Project Phoenix is an upcoming squad-based, real-time strategy video game being developed by Creative Intelligence Arts. The game also features Japanese role-playing game design influences, and was described as Kickstarter's first Japan-based video game project.

The development team, self-described as "featuring AAA talent", includes staff such as former Final Fantasy series composer Nobuo Uematsu. Violinist Hiroaki Yura serves as the game's director and producer. Its Kickstarter began in September 2013, and, within a month, it raised over USD $1 million from 15,800 backers – over ten times its initial goal. However, its development updates became less frequent, and, by 2019, backers began wondering if the project had failed, with the project going totally dark. Yura began giving updates years later in 2026, stating that the game's development had resumed, though the money from the original Kickstarter had been used up.

== Development ==
In November 2017, former AREA 35 employee Tariq Lacy accused Yura of redirecting the entirety of the Project Phoenix funds to instead fund the video game Tiny Metal. In June 2018 Lacy retracted his accusations as part of a settlement related to defamation claims.

In 2026, Yura gave an interview in which he stated that he received about $800,000 of the final funds due to declined credit cards and Kickstarter's cut. While he was planning on having David Clark, developer of the 2015 Ori and the Blind Forest, be the game's programmer, Ori was a smash hit and Clark ended up starting to develop a sequel instead, by which time development was already delayed by a year. Clark had also agreed to work with only a residual rather than a full salary, which raised the cost of finding a new programmer. Yura was unable to find a new programmer, and, eventually, Project Phoenix completely ran out of money, with Yura switching focus to Tiny Metal and rescuing its failed Kickstarter. However, Yura denied using money from Project Phoenix, saying that he signed a deal for USD $350,000 from a private investment group.
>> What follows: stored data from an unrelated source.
use std::{fmt, str::FromStr};

use rust_decimal::Decimal;
use serde::{Deserialize, Deserializer, Serialize};
use thiserror::Error;

macro_rules! id_newtype {
    ($name:ident) => {
        #[derive(Debug, Clone, Copy, PartialEq, Eq, Hash, Serialize, Deserialize)]
        pub struct $name(pub i64);

        impl fmt::Display for $name {
            fn fmt(&self, f: &mut fmt::Formatter<'_>) -> fmt::Result {
                write!(f, "{}", self.0)
            }
        }
    };
}

id_newtype!(OrderId);

/// Kitchen progression of an order. Transitions only ever move one step forward.
#[derive(Debug, Clone, Copy, PartialEq, Eq, Hash, Serialize, Deserialize)]
#[serde(rename_all = "snake_case")]
pub enum OrderStatus {
    Pending,
    Received,
    Cooking,
    Ready,
    Completed,
    /// Any value the backend sends that this board does not know about.
    #[serde(other)]
    Unknown,
}

impl OrderStatus {
    pub const ALL: [OrderStatus; 5] = [
        OrderStatus::Pending,
        OrderStatus::Received,
        OrderStatus::Cooking,
        OrderStatus::Ready,
        OrderStatus::Completed,
    ];

    pub fn next(self) -> Option<OrderStatus> {
        match self {
            OrderStatus::Pending => Some(OrderStatus::Received),
            OrderStatus::Received => Some(OrderStatus::Cooking),
            OrderStatus::Cooking => Some(OrderStatus::Ready),
            OrderStatus::Ready => Some(OrderStatus::Completed),
            OrderStatus::Completed | OrderStatus::Unknown => None,
        }
    }

    pub fn as_str(self) -> &'static str {
        match self {
            OrderStatus::Pending => "pending",
            OrderStatus::Received => "received",
            OrderStatus::Cooking => "cooking",
            OrderStatus::Ready => "ready",
            OrderStatus::Completed => "completed",
            OrderStatus::Unknown => "unknown",
        }
    }
}

impl fmt::Display for OrderStatus {
    fn fmt(&self, f: &mut fmt::Formatter<'_>) -> fmt::Result {
        f.write_str(self.as_str())
    }
}

#[derive(Debug, Clone, PartialEq, Eq, Error)]
#[error("unrecognized value '{0}'")]
pub struct ParseStatusError(pub String);

impl FromStr for OrderStatus {
    type Err = ParseStatusError;

    fn from_str(s: &str) -> Result<Self, Self::Err> {
        OrderStatus::ALL
            .into_iter()
            .find(|status| status.as_str().eq_ignore_ascii_case(s.trim()))
            .ok_or_else(|| ParseStatusError(s.to_string()))
    }
}

/// Status subset selected on the board.
#[derive(Debug, Clone, Copy, PartialEq, Eq, Hash, Default)]
pub enum Filter {
    #[default]
    All,
    Only(OrderStatus),
}

impl Filter {
    pub const CHOICES: [Filter; 6] = [
        Filter::All,
        Filter::Only(OrderStatus::Pending),
        Filter::Only(OrderStatus::Received),
        Filter::Only(OrderStatus::Cooking),
        Filter::Only(OrderStatus::Ready),
        Filter::Only(OrderStatus::Completed),
    ];

    pub fn matches(self, status: OrderStatus) -> bool {
        match self {
            Filter::All => true,
            Filter::Only(wanted) => wanted == status,
        }
    }

    /// Value sent as the `filter` query parameter.
    pub fn as_query(self) -> &'static str {
        match self {
            Filter::All => "all",
            Filter::Only(status) => status.as_str(),
        }
    }
}

impl fmt::Display for Filter {
    fn fmt(&self, f: &mut fmt::Formatter<'_>) -> fmt::Result {
        f.write_str(self.as_query())
    }
}

impl FromStr for Filter {
    type Err = ParseStatusError;

    fn from_str(s: &str) -> Result<Self, Self::Err> {
        if s.trim().eq_ignore_ascii_case("all") {
            return Ok(Filter::All);
        }
        OrderStatus::from_str(s).map(Filter::Only)
    }
}

#[derive(Debug, Clone, PartialEq, Serialize, Deserialize)]
pub struct OrderItem {
    pub name: String,
    pub quantity: u32,
    #[serde(alias = "price")]
    pub unit_price: Decimal,
}

impl OrderItem {
    pub fn subtotal(&self) -> Decimal {
        self.unit_price * Decimal::from(self.quantity)
    }
}

#[derive(Debug, Clone, PartialEq, Serialize, Deserialize)]
pub struct Order {
    pub id: OrderId,
    pub order_number: String,
    pub status: OrderStatus,
    #[serde(deserialize_with = "deserialize_items")]
    pub items: Vec<OrderItem>,
    #[serde(default)]
    pub notes: Option<String>,
    pub total_amount: Decimal,
    /// Raw server timestamp, parsed on demand. Empty when the backend sent none.
    #[serde(default, deserialize_with = "deserialize_timestamp")]
    pub created_at: String,
    #[serde(default, skip_serializing_if = "Option::is_none")]
    pub updated_at: Option<String>,
}

#[derive(Debug, Error)]
pub enum ItemsDecodeError {
    #[error("items string is not a valid item list: {0}")]
    Encoded(#[source] serde_json::Error),
    #[error("items value is not a valid item list: {0}")]
    Structured(#[source] serde_json::Error),
}

/// Normalizes an `items` payload to a structured list.
///
/// The backend sometimes sends the list JSON-encoded inside a string. Exactly one
/// level of string encoding is unwrapped; a value that is already a list is taken
/// as-is, so running this on its own output never decodes twice.
pub fn decode_items(value: serde_json::Value) -> Result<Vec<OrderItem>, ItemsDecodeError> {
    match value {
        serde_json::Value::String(encoded) => {
            serde_json::from_str(&encoded).map_err(ItemsDecodeError::Encoded)
        }
        serde_json::Value::Null => Ok(Vec::new()),
        other => serde_json::from_value(other).map_err(ItemsDecodeError::Structured),
    }
}

fn deserialize_items<'de, D>(deserializer: D) -> Result<Vec<OrderItem>, D::Error>
where
    D: Deserializer<'de>,
{
    let raw = serde_json::Value::deserialize(deserializer)?;
    decode_items(raw).map_err(serde::de::Error::custom)
}

fn deserialize_timestamp<'de, D>(deserializer: D) -> Result<String, D::Error>
where
    D: Deserializer<'de>,
{
    match Option::<serde_json::Value>::deserialize(deserializer)? {
        Some(serde_json::Value::String(raw)) => Ok(raw),
        _ => Ok(String::new()),
    }
}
Nevertheless, the allegations of using Project Phoenix funds destroyed fans' faith in the project. Yura resolved to continue developing and self-funding the project, estimating it would be released by the end of 2031 at maximum, though he did not offer refunds to existing backers.

== Reception ==
When the game was first shown, Nathan Grayson of Rock Paper Shotgun described the combat as "impressively interesting", but criticized the fact that "there's not really much to show for it". In 2017, Jason Schreier of Kotaku criticized Project Phoenix as ruining Kickstarter for other developers, claiming that it was "never happening".